*** Block opens ***

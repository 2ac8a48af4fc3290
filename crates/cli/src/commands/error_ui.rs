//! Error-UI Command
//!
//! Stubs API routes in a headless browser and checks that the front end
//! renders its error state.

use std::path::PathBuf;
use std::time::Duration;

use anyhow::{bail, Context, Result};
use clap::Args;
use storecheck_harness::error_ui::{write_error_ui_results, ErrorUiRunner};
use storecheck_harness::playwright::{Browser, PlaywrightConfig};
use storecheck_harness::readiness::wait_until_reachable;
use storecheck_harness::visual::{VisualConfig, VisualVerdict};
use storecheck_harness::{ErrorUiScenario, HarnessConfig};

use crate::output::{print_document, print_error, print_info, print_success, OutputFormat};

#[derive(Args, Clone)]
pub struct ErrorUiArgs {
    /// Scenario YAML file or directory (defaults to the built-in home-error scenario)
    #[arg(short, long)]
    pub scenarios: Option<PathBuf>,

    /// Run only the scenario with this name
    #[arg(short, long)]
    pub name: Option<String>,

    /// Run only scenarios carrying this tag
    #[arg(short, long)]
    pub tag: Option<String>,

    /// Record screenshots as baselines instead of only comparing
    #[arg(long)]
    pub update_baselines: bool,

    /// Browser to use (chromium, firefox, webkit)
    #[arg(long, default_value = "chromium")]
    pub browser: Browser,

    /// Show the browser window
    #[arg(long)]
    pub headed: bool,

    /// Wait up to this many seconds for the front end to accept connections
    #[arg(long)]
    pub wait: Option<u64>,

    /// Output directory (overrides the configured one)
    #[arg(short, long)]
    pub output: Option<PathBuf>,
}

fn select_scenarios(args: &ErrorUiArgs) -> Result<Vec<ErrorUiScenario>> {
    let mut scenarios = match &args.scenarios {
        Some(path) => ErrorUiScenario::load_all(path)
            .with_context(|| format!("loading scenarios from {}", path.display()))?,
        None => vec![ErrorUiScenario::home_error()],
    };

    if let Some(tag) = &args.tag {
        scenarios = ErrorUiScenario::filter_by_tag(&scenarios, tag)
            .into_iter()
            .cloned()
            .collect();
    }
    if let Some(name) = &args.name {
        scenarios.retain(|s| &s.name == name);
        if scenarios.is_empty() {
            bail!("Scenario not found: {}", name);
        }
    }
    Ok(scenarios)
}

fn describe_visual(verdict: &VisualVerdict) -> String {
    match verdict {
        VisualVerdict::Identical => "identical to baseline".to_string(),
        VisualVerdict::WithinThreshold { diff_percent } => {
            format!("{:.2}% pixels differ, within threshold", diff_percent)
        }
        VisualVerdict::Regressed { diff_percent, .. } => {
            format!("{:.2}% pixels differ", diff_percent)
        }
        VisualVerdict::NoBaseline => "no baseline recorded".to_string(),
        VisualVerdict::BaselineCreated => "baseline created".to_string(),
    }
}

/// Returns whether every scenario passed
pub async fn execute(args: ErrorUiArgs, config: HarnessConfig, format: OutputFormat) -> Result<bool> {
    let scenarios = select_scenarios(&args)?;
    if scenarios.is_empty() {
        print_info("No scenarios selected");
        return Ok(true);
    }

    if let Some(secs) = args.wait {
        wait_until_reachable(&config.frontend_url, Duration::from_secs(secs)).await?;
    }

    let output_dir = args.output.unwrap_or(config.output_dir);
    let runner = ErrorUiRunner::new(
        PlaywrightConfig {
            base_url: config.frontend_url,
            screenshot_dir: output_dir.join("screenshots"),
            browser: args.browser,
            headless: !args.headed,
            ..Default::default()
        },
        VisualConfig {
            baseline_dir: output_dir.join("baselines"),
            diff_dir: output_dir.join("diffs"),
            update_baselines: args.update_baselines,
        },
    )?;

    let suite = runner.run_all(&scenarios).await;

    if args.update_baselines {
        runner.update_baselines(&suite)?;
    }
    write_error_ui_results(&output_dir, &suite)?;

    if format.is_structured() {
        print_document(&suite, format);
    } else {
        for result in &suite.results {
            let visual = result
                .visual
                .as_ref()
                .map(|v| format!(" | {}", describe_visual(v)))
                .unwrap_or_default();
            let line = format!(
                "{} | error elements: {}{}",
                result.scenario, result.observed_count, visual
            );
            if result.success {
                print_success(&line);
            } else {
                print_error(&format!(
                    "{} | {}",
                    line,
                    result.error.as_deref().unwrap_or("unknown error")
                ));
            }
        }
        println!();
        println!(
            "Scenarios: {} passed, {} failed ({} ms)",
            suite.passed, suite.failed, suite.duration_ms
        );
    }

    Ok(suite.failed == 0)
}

*** Block closes ***
*** Block opens ***

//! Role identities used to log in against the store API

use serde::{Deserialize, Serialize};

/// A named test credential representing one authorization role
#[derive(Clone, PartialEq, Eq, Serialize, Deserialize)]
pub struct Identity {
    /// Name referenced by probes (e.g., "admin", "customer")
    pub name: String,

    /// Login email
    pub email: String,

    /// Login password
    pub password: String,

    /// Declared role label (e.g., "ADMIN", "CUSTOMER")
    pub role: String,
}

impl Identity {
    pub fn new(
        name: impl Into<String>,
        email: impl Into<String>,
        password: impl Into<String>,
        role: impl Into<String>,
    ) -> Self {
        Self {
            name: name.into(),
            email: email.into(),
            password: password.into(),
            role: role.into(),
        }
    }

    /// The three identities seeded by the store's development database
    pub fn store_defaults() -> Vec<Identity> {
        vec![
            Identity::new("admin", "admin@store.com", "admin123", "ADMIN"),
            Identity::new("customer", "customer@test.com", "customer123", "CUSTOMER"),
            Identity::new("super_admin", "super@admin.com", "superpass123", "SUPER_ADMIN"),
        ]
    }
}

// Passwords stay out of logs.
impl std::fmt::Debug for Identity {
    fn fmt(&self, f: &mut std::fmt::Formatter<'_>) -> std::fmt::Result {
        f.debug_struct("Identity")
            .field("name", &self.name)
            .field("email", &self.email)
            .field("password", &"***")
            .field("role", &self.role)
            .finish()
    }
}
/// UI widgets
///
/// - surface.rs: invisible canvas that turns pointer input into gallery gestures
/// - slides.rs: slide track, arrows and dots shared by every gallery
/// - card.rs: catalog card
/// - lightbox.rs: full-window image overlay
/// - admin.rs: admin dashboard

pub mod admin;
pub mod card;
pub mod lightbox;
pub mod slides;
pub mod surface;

*** Block closes ***

# TRY IT
Once the lines holding the word "headless" in the material above are counted, report that number by itself.

# REPLY
2